■ **WHAT IS REQUIRED**
Go line by line through the entries below and copy those containing the string "engine".

Segment Start: EXTRACTED MATERIAL

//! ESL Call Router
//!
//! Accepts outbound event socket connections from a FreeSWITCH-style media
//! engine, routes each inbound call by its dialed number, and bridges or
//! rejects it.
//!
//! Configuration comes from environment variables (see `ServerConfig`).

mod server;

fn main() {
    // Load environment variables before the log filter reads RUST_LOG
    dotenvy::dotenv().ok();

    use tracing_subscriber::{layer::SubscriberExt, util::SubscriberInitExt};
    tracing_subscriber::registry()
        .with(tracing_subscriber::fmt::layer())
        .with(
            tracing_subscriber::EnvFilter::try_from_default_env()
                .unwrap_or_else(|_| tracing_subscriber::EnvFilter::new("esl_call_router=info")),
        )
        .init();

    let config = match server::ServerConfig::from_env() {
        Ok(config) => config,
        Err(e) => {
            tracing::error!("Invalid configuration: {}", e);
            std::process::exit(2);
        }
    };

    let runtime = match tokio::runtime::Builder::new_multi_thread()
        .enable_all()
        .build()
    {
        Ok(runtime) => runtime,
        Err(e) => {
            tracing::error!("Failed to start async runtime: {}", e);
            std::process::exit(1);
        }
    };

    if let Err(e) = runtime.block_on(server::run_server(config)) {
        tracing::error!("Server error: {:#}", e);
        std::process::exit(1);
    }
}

Segment End: EXTRACTED MATERIAL
Segment Start: EXTRACTED MATERIAL

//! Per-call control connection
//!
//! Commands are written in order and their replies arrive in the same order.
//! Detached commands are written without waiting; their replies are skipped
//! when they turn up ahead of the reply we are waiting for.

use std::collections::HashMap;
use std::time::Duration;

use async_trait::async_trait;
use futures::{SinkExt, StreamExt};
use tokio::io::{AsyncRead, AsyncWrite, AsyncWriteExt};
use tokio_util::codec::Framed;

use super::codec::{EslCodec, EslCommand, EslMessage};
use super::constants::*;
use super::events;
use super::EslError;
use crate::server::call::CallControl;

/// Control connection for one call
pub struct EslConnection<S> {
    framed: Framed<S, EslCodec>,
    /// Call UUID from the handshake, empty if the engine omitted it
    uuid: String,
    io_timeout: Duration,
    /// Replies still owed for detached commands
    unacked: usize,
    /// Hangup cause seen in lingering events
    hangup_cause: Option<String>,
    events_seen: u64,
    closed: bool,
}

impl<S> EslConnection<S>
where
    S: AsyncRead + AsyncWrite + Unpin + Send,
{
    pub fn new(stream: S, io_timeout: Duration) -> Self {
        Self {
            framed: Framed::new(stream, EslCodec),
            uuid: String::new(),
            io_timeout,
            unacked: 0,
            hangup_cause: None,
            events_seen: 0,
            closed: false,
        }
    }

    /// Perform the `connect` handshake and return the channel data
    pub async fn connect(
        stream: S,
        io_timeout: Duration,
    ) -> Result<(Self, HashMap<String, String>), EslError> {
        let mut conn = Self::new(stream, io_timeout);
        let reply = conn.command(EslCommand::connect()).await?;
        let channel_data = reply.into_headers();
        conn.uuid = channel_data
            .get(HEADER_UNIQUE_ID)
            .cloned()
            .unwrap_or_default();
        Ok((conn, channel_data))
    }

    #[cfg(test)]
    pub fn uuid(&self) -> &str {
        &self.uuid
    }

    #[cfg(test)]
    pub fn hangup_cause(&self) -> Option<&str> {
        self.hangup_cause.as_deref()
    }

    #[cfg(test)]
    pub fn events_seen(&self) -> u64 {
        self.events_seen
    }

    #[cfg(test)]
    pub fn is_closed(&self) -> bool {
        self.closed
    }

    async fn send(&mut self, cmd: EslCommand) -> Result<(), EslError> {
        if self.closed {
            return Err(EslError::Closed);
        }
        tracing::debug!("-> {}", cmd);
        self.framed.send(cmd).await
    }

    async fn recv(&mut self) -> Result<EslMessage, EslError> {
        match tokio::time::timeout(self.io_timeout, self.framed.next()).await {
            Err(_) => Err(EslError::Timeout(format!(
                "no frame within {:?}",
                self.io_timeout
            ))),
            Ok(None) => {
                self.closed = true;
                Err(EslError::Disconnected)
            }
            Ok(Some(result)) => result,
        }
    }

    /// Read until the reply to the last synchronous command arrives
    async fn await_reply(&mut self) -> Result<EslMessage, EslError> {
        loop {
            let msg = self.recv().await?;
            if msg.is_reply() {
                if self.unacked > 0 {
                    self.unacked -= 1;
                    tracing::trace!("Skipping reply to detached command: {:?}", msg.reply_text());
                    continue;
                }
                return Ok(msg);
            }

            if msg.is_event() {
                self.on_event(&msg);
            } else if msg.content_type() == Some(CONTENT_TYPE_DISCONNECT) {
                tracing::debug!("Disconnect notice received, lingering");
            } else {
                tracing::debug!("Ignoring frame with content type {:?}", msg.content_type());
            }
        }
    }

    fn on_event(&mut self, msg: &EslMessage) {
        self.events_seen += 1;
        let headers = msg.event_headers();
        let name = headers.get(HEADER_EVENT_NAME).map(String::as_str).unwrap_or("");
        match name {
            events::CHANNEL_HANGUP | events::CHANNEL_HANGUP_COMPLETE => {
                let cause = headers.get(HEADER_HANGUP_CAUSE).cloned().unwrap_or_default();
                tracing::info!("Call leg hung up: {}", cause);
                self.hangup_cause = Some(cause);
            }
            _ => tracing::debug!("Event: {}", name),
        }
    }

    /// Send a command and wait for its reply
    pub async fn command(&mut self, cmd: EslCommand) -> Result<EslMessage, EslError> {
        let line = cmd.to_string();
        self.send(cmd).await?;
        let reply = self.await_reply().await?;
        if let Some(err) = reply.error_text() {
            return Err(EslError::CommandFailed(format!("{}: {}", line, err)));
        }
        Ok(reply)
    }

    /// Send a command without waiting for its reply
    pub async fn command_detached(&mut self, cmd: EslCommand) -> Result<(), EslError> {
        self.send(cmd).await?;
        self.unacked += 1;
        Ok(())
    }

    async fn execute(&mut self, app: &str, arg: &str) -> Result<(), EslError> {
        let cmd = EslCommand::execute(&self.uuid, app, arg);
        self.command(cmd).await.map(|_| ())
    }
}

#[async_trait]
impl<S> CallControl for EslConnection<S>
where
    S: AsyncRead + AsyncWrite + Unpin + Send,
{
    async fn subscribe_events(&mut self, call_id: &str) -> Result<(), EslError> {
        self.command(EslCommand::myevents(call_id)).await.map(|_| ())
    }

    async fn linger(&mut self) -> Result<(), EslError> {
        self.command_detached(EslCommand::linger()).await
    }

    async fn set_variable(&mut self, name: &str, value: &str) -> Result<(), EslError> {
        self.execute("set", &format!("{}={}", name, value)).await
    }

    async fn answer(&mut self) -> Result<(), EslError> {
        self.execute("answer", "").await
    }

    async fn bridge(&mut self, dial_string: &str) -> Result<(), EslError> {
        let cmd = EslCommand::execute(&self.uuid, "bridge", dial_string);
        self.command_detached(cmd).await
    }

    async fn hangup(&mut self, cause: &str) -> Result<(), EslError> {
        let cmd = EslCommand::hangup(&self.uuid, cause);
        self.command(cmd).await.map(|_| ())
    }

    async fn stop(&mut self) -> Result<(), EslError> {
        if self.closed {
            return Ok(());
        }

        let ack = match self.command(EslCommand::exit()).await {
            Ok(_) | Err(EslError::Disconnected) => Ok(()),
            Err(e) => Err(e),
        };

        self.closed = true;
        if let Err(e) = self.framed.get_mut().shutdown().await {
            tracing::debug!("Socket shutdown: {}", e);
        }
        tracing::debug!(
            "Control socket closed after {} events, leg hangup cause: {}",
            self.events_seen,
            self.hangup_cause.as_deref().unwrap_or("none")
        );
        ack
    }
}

Segment End: EXTRACTED MATERIAL

■ **WRITTEN ANSWER**
//! engine, routes each inbound call by its dialed number, and bridges or
    /// Call UUID from the handshake, empty if the engine omitted it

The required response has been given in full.